• **Dataset records**
Start of Block

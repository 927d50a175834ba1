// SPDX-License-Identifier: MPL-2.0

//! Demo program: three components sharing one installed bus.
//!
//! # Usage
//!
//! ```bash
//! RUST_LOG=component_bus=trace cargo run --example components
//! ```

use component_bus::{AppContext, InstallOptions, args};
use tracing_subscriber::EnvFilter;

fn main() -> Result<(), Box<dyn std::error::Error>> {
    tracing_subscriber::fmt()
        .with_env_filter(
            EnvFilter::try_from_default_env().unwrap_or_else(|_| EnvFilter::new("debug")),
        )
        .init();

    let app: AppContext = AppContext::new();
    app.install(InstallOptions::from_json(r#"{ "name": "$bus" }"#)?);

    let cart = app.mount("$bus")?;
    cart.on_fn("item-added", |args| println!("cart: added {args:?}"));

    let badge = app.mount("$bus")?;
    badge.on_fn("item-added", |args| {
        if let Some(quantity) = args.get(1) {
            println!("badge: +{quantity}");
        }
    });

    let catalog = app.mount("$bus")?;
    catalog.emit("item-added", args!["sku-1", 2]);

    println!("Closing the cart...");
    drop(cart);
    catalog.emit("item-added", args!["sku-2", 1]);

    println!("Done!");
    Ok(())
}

End of Block
Start of Block

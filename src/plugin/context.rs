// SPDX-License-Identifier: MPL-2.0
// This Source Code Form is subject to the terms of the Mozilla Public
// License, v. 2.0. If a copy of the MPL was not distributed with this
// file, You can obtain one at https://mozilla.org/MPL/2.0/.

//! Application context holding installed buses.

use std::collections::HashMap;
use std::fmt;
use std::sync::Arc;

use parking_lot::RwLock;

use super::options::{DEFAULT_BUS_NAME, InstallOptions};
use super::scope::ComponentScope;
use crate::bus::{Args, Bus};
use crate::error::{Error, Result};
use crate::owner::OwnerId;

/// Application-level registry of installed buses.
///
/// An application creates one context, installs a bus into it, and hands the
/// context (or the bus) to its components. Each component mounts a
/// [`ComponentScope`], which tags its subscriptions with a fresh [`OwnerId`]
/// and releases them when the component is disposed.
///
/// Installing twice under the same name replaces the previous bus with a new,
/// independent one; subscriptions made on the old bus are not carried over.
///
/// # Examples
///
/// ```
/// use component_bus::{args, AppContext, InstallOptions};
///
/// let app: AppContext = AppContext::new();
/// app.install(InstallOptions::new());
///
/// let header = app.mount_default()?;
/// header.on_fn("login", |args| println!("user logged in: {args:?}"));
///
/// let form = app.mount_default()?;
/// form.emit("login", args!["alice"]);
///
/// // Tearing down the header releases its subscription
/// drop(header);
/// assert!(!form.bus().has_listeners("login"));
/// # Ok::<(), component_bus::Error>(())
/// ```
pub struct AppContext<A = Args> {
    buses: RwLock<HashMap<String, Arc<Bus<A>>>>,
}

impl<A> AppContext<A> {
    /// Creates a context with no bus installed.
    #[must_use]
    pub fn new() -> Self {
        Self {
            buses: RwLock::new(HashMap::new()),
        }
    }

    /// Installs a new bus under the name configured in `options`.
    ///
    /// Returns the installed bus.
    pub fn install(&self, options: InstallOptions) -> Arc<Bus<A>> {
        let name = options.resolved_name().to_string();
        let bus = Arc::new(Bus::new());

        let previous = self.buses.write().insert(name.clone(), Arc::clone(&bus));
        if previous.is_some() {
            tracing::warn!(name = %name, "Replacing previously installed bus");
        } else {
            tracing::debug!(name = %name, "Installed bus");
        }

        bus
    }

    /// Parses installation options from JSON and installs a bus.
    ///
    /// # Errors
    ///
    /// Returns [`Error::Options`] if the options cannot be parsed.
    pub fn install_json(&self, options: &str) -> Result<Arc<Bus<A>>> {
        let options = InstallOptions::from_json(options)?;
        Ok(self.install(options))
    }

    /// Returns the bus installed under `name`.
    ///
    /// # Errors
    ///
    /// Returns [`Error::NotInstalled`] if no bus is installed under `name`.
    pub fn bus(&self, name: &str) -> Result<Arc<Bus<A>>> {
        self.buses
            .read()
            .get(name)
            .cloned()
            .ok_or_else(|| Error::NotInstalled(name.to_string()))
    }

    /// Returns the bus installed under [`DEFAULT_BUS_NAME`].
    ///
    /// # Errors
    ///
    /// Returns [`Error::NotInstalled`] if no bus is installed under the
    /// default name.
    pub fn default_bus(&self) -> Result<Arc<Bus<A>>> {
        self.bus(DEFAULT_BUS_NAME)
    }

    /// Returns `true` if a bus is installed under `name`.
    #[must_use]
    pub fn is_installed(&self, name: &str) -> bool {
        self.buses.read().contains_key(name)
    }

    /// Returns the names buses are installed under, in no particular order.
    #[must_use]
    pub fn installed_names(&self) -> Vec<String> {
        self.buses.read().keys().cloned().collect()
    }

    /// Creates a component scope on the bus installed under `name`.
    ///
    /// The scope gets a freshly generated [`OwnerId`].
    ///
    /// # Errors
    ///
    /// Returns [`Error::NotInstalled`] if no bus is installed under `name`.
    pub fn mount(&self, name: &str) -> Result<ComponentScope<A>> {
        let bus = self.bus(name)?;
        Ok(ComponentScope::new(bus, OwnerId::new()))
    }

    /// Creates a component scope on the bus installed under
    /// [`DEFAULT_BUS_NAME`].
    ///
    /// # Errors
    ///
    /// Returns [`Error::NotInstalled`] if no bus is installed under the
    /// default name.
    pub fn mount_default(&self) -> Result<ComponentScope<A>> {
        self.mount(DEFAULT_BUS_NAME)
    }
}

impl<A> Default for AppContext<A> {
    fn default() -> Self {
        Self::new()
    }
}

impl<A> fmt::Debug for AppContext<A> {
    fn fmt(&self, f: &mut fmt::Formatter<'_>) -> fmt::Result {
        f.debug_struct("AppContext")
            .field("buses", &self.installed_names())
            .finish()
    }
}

End of Block

• **Your objective**
In the listing above, find the line with "repository 927d50a175834ba1" and the line with "if let Some(quantity)"; output exactly those lines and all lines between them.

• **Task solution**
repository 927d50a175834ba1
// SPDX-License-Identifier: MPL-2.0

//! Demo program: three components sharing one installed bus.
//!
//! # Usage
//!
//! ```bash
//! RUST_LOG=component_bus=trace cargo run --example components
//! ```

use component_bus::{AppContext, InstallOptions, args};
use tracing_subscriber::EnvFilter;

fn main() -> Result<(), Box<dyn std::error::Error>> {
    tracing_subscriber::fmt()
        .with_env_filter(
            EnvFilter::try_from_default_env().unwrap_or_else(|_| EnvFilter::new("debug")),
        )
        .init();

    let app: AppContext = AppContext::new();
    app.install(InstallOptions::from_json(r#"{ "name": "$bus" }"#)?);

    let cart = app.mount("$bus")?;
    cart.on_fn("item-added", |args| println!("cart: added {args:?}"));

    let badge = app.mount("$bus")?;
    badge.on_fn("item-added", |args| {
        if let Some(quantity) = args.get(1) {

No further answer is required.